* THE PROBLEM:
Word for word, transcribe the data below.

Dataset entries
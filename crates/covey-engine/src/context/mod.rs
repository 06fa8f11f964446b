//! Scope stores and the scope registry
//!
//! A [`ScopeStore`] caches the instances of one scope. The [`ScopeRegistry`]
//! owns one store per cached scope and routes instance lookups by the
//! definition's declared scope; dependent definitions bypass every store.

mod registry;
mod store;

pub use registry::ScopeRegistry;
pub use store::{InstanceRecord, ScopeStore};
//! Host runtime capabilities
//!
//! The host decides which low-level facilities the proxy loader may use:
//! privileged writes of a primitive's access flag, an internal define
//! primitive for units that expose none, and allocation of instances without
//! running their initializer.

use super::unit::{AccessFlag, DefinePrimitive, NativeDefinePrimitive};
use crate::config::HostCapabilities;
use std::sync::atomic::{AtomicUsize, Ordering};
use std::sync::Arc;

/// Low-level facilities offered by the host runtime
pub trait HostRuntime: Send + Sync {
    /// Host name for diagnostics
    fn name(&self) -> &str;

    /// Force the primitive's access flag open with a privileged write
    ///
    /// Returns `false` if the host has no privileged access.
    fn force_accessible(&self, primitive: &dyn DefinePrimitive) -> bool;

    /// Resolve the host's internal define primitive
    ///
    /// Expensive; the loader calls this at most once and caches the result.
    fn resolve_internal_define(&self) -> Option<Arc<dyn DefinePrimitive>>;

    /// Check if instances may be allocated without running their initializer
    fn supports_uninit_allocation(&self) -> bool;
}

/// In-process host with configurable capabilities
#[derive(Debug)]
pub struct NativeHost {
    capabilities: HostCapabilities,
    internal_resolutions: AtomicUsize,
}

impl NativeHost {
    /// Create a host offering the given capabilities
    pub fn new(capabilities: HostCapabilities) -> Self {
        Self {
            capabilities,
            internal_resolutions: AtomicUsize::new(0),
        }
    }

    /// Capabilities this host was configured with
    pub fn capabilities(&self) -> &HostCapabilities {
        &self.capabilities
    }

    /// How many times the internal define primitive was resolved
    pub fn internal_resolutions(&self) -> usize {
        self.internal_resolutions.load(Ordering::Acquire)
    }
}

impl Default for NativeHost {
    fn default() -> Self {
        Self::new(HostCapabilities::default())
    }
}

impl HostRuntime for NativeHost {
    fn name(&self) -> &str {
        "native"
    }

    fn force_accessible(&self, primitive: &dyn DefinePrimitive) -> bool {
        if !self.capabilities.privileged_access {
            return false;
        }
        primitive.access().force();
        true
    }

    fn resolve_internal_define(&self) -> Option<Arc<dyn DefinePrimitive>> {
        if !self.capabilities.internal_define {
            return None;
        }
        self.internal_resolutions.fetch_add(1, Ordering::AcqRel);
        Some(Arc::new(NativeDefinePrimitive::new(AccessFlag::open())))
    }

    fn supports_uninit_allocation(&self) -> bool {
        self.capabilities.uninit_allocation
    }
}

* YOUR SOLUTION:
filename crates/covey-engine/src/context/mod.rs
repository 06fa8f11f964446b
//! Scope stores and the scope registry
//!
//! A [`ScopeStore`] caches the instances of one scope. The [`ScopeRegistry`]
//! owns one store per cached scope and routes instance lookups by the
//! definition's declared scope; dependent definitions bypass every store.

mod registry;
mod store;

pub use registry::ScopeRegistry;
pub use store::{InstanceRecord, ScopeStore};
//! Host runtime capabilities
//!
//! The host decides which low-level facilities the proxy loader may use:
//! privileged writes of a primitive's access flag, an internal define
//! primitive for units that expose none, and allocation of instances without
//! running their initializer.

use super::unit::{AccessFlag, DefinePrimitive, NativeDefinePrimitive};
use crate::config::HostCapabilities;
use std::sync::atomic::{AtomicUsize, Ordering};
use std::sync::Arc;

/// Low-level facilities offered by the host runtime
pub trait HostRuntime: Send + Sync {
    /// Host name for diagnostics
    fn name(&self) -> &str;

    /// Force the primitive's access flag open with a privileged write
    ///
    /// Returns `false` if the host has no privileged access.
    fn force_accessible(&self, primitive: &dyn DefinePrimitive) -> bool;

    /// Resolve the host's internal define primitive
    ///
    /// Expensive; the loader calls this at most once and caches the result.
    fn resolve_internal_define(&self) -> Option<Arc<dyn DefinePrimitive>>;

    /// Check if instances may be allocated without running their initializer
    fn supports_uninit_allocation(&self) -> bool;
}

/// In-process host with configurable capabilities
#[derive(Debug)]
pub struct NativeHost {
    capabilities: HostCapabilities,
    internal_resolutions: AtomicUsize,
}

impl NativeHost {
    /// Create a host offering the given capabilities
    pub fn new(capabilities: HostCapabilities) -> Self {
        Self {
            capabilities,
            internal_resolutions: AtomicUsize::new(0),
        }
    }

    /// Capabilities this host was configured with
    pub fn capabilities(&self) -> &HostCapabilities {
        &self.capabilities
    }

    /// How many times the internal define primitive was resolved
    pub fn internal_resolutions(&self) -> usize {
        self.internal_resolutions.load(Ordering::Acquire)
    }
}

impl Default for NativeHost {
    fn default() -> Self {
        Self::new(HostCapabilities::default())
    }
}

impl HostRuntime for NativeHost {
    fn name(&self) -> &str {
        "native"
    }

    fn force_accessible(&self, primitive: &dyn DefinePrimitive) -> bool {
        if !self.capabilities.privileged_access {
            return false;
        }
        primitive.access().force();
        true
    }

    fn resolve_internal_define(&self) -> Option<Arc<dyn DefinePrimitive>> {
        if !self.capabilities.internal_define {
            return None;
        }
        self.internal_resolutions.fetch_add(1, Ordering::AcqRel);
        Some(Arc::new(NativeDefinePrimitive::new(AccessFlag::open())))
    }

    fn supports_uninit_allocation(&self) -> bool {
        self.capabilities.uninit_allocation
    }
}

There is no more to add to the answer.